I have "a good working knowledge of of climate change," and I think the accusation that Tierney's piece is "just a half step removed from ... Michael Crichton" is preposterous. In fact, Tierney's central themes are entirely consistent with Andrew Revkin's thoughtful and widely read piece earlier this year on the middle ground in climate science.
To the extent that science journalists have an obligation to stay close to the IPCC-style consensus on issues like climate change (and I believe we do), Gore in fact deserves the criticism Tierney offers up for Inconvenient Truth's treatment of hurricanes and sea level rise.
- John Fleck
From the post: There's no point in trying to change people's habits, so the only solutions to environmental problems will be technological.

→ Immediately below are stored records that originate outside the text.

// Memory accounting (/proc/meminfo)

use crate::error::{Result, StatError};
use std::fs::File;
use std::io::{BufRead, BufReader};
use std::path::Path;
use tracing::instrument;

/// Memory quantities captured from one read of the memory accounting source.
/// All values are bytes; the source reports kibibytes.
#[derive(Debug, Clone, Copy, Default, PartialEq, Eq)]
pub struct MemorySnapshot {
    pub total: u64,
    pub used: u64,
    pub buffers: u64,
    pub cached: u64,
    pub free: u64,
    pub available: u64,
    pub active: u64,
    pub inactive: u64,
    pub swap_total: u64,
    pub swap_used: u64,
    pub swap_cached: u64,
    pub swap_free: u64,
    pub mapped: u64,
    pub shmem: u64,
    pub slab: u64,
    pub page_tables: u64,
    pub committed: u64,
    pub vmalloc_used: u64,
    /// `used` was derived from `MemAvailable` rather than free/buffers/cached.
    pub mem_available_enabled: bool,
}

impl MemorySnapshot {
    /// Destination for a recognized label; unknown labels have none.
    fn slot(&mut self, label: &str) -> Option<&mut u64> {
        let slot = match label {
            "MemTotal" => &mut self.total,
            "MemFree" => &mut self.free,
            "MemAvailable" => &mut self.available,
            "Buffers" => &mut self.buffers,
            "Cached" => &mut self.cached,
            "Active" => &mut self.active,
            "Inactive" => &mut self.inactive,
            "SwapCached" => &mut self.swap_cached,
            "SwapTotal" => &mut self.swap_total,
            "SwapFree" => &mut self.swap_free,
            "Mapped" => &mut self.mapped,
            "Shmem" => &mut self.shmem,
            "Slab" => &mut self.slab,
            "PageTables" => &mut self.page_tables,
            "Committed_AS" => &mut self.committed,
            "VmallocUsed" => &mut self.vmalloc_used,
            _ => return None,
        };
        Some(slot)
    }
}

/// Open `path` and parse it. Each call performs one full read; nothing is cached.
#[instrument(skip_all, fields(operation = "read_meminfo", path = %path.display()))]
pub fn read(path: &Path) -> Result<MemorySnapshot> {
    let file = File::open(path)?;
    collect(BufReader::new(file))
}

/// Parse a stream of `Label: value kB` lines.
pub fn collect<R: BufRead>(reader: R) -> Result<MemorySnapshot> {
    let mut memory = MemorySnapshot::default();

    for line in reader.lines() {
        let line = line.map_err(StatError::from_read)?;
        let Some((label, raw)) = line.split_once(':') else {
            continue;
        };
        if label == "MemAvailable" {
            memory.mem_available_enabled = true;
        }
        // Unparsable values keep their zero default.
        if let Some(slot) = memory.slot(label)
            && let Some(bytes) = parse_kib(raw)
        {
            *slot = bytes;
        }
    }

    memory.swap_used = memory.swap_total.wrapping_sub(memory.swap_free);
    memory.used = if memory.mem_available_enabled {
        memory.total.wrapping_sub(memory.available)
    } else {
        memory
            .total
            .wrapping_sub(memory.free)
            .wrapping_sub(memory.buffers)
            .wrapping_sub(memory.cached)
    };
    if memory.used > memory.total || memory.swap_used > memory.swap_total {
        tracing::warn!(
            total = memory.total,
            used = memory.used,
            swap_total = memory.swap_total,
            swap_used = memory.swap_used,
            "inconsistent memory accounting; derived values wrapped"
        );
    }

    Ok(memory)
}

/// `"  16318480 kB"` -> bytes.
fn parse_kib(raw: &str) -> Option<u64> {
    let raw = raw.trim();
    let raw = raw.strip_suffix("kB").unwrap_or(raw).trim_end();
    raw.parse::<u64>().ok()?.checked_mul(1024)
}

Hmm...I wonder why this line is so offensive. After spending a day at Yale last week listening to Sir Nicholas Stern and a panel of high-profile colleagues, they also agree that technology is critical to stabilizing emissions. The various proposals before Congress are in effect boosting the economic incentives to make the technological changes needed to reduce our CO2 footprint. (Put another way, they raise the economic cost of not adopting more atmosphere-friendly technologies.) And several of the economists at the Yale gig suggested that carbo cap and seq will have to play a significant role if we're to stabilize at 550 ppm Co2, which I take to be the emerging target. People are willing to change their habits, even pay a bit extra to do it, if they see that alternatives are available (MIT survey -- yes, I know, a sample size of one survey -- from earlier this year). As for the mixing of what essentially is a weekly OPED on a news page, I'm a grizzled purist. Keep 'em off. But the NYT is hardly the only paper to mix opinion columns on news pages. Check out the front of the local section on the Boston Globe sometime, as one example. The WashPost does the same thing. And I suspect it's only going to get worse as we move more agressively from paper-sphere to web and blogosphere, with its heavy reader/page viewer interactions...sigh...
Some of us regulars from realclimate went over there and commented. Tierney posted them all, so that's good, but I agree, he has no business in science journalism as an opinion writer, and neither do other Libertarians like Cathy Young in the Boston Globe.
Pat Michaels, is a denialist on a payroll and thus a biased source. He's paid to deny and downplay the evidence. Real skepicism is good but false skepticism is not: it's falty logic.
The columnist practically proclaims his lack of scientific reliability himself on his very own blog http://tierneylab.blogs.nytimes.com/
"About TierneyLab: John Tierney always wanted to be a scientist but went into journalism because its peer-review process was a great deal easier to sneak through."
And speaking of going against the scientific consensus... "The Lab's work is guided by two founding principles: 1. Just because an idea appeals to a lot of people doesn't mean it's wrong. 2. But that's a good working theory."